Dr. Celedón is the Niels K. Jerne Professor of Pediatrics; Professor of Medicine, Epidemiology and Human Genetics; and Division Chief of Pediatric Pulmonary Medicine at the University of Pittsburgh. His research goals are to identify genetic and environmental determinants of airway diseases, particularly in racial/ethnic minorities. Dr. Celedón leads NIH-funded projects on the “omics” and epidemiology of asthma and has authored or co-authored over 350 publications.
ERICK FORNO, MD, MPH
Dr.
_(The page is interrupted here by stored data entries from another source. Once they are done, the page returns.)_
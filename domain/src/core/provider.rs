//! Provider identifier value object

use serde::{Deserialize, Deserializer, Serialize, Serializer};

/// Text-generation providers that can sit on the council (Value Object)
///
/// Parsing never fails: anything that is not a known provider becomes
/// [`ProviderId::Custom`], and is later dropped by the orchestrator
/// because no generator is registered for it.
#[derive(Debug, Clone, PartialEq, Eq, Hash, PartialOrd, Ord)]
pub enum ProviderId {
    Claude,
    Gpt4,
    Gemini,
    Mistral,
    Cohere,
    DeepSeek,
    Ollama,
    Custom(String),
}

impl ProviderId {
    /// Every built-in provider, in display order.
    pub const BUILTIN: [ProviderId; 7] = [
        ProviderId::Claude,
        ProviderId::Gpt4,
        ProviderId::Gemini,
        ProviderId::Mistral,
        ProviderId::Cohere,
        ProviderId::DeepSeek,
        ProviderId::Ollama,
    ];

    /// Get the string identifier for this provider
    pub fn as_str(&self) -> &str {
        match self {
            ProviderId::Claude => "claude",
            ProviderId::Gpt4 => "gpt4",
            ProviderId::Gemini => "gemini",
            ProviderId::Mistral => "mistral",
            ProviderId::Cohere => "cohere",
            ProviderId::DeepSeek => "deepseek",
            ProviderId::Ollama => "ollama",
            ProviderId::Custom(s) => s,
        }
    }

    /// Get the default council members
    pub fn default_providers() -> Vec<ProviderId> {
        vec![ProviderId::Claude, ProviderId::Gpt4, ProviderId::Gemini]
    }

    /// Check if this provider runs locally (no API cost)
    pub fn is_local(&self) -> bool {
        matches!(self, ProviderId::Ollama)
    }

    /// Check if this is one of the built-in providers
    pub fn is_builtin(&self) -> bool {
        !matches!(self, ProviderId::Custom(_))
    }

    /// "local" or "cloud", as shown in provider listings
    pub fn kind_label(&self) -> &'static str {
        if self.is_local() { "local" } else { "cloud" }
    }
}

impl std::fmt::Display for ProviderId {
    fn fmt(&self, f: &mut std::fmt::Formatter<'_>) -> std::fmt::Result {
        write!(f, "{}", self.as_str())
    }
}

impl std::str::FromStr for ProviderId {
    type Err = std::convert::Infallible;

    fn from_str(s: &str) -> std::result::Result<Self, Self::Err> {
        let normalized = s.trim().to_lowercase();
        Ok(match normalized.as_str() {
            "claude" => ProviderId::Claude,
            "gpt4" => ProviderId::Gpt4,
            "gemini" => ProviderId::Gemini,
            "mistral" => ProviderId::Mistral,
            "cohere" => ProviderId::Cohere,
            "deepseek" => ProviderId::DeepSeek,
            "ollama" => ProviderId::Ollama,
            _ => ProviderId::Custom(normalized),
        })
    }
}

impl From<&str> for ProviderId {
    fn from(s: &str) -> Self {
        match s.parse() {
            Ok(id) => id,
            Err(never) => match never {},
        }
    }
}

impl Serialize for ProviderId {
    fn serialize<S>(&self, serializer: S) -> Result<S::Ok, S::Error>
    where
        S: Serializer,
    {
        serializer.serialize_str(self.as_str())
    }
}

impl<'de> Deserialize<'de> for ProviderId {
    fn deserialize<D>(deserializer: D) -> Result<Self, D::Error>
    where
        D: Deserializer<'de>,
    {
        let s = String::deserialize(deserializer)?;
        Ok(ProviderId::from(s.as_str()))
    }
}

#[cfg(test)]
mod tests {
    use super::*;

    #[test]
    fn test_provider_roundtrip() {
        for provider in ProviderId::BUILTIN {
            let s = provider.to_string();
            let parsed: ProviderId = s.parse().unwrap();
            assert_eq!(provider, parsed);
        }
    }

    #[test]
    fn test_parse_is_case_insensitive() {
        assert_eq!(ProviderId::from(" Claude "), ProviderId::Claude);
        assert_eq!(ProviderId::from("DEEPSEEK"), ProviderId::DeepSeek);
    }

    #[test]
    fn test_custom_provider() {
        let provider = ProviderId::from("grok");
        assert_eq!(provider, ProviderId::Custom("grok".to_string()));
        assert_eq!(provider.to_string(), "grok");
        assert!(!provider.is_builtin());
    }

    #[test]
    fn test_custom_provider_is_case_insensitive() {
        let upper = ProviderId::from(" Grok ");
        let lower = ProviderId::from("grok");
        assert_eq!(upper, lower);
        assert_eq!(upper.as_str(), "grok");
    }

    #[test]
    fn test_local_detection() {
        assert!(ProviderId::Ollama.is_local());
        assert!(!ProviderId::Claude.is_local());
        assert_eq!(ProviderId::Ollama.kind_label(), "local");
        assert_eq!(ProviderId::Gemini.kind_label(), "cloud");
    }

    #[test]
    fn test_defaults() {
        assert_eq!(
            ProviderId::default_providers(),
            vec![ProviderId::Claude, ProviderId::Gpt4, ProviderId::Gemini]
        );
    }

    #[test]
    fn test_serde() {
        let json = serde_json::to_string(&ProviderId::Gpt4).unwrap();
        assert_eq!(json, "\"gpt4\"");
        let parsed: ProviderId = serde_json::from_str("\"mistral\"").unwrap();
        assert_eq!(parsed, ProviderId::Mistral);
    }
}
Erick Forno is the Director of the Pediatric Asthma Center at UPMC Children’s Hospital of Pittsburgh (CHP) and an Associate Professor of Pediatrics and Clinical and Translational Science at the University of Pittsburgh School of Medicine. Dr. Forno obtained his M.D. degree from Cayetano Heredia University in Lima, Peru. Following residency in Pediatrics at Children’s Hospital of Colorado, he completed fellowship in Pediatric Pulmonology at Boston Children’s Hospital and an MPH at the Harvard School of Public Health. He has received the Robert Mellins Award from the Pediatrics Assembly of the American Thoracic Society (ATS), the international Klosterfrau Award for his research on asthma, and the Gale and Ira Drukier Prize in Children’s Health Research Award from Weill Cornell Medicine.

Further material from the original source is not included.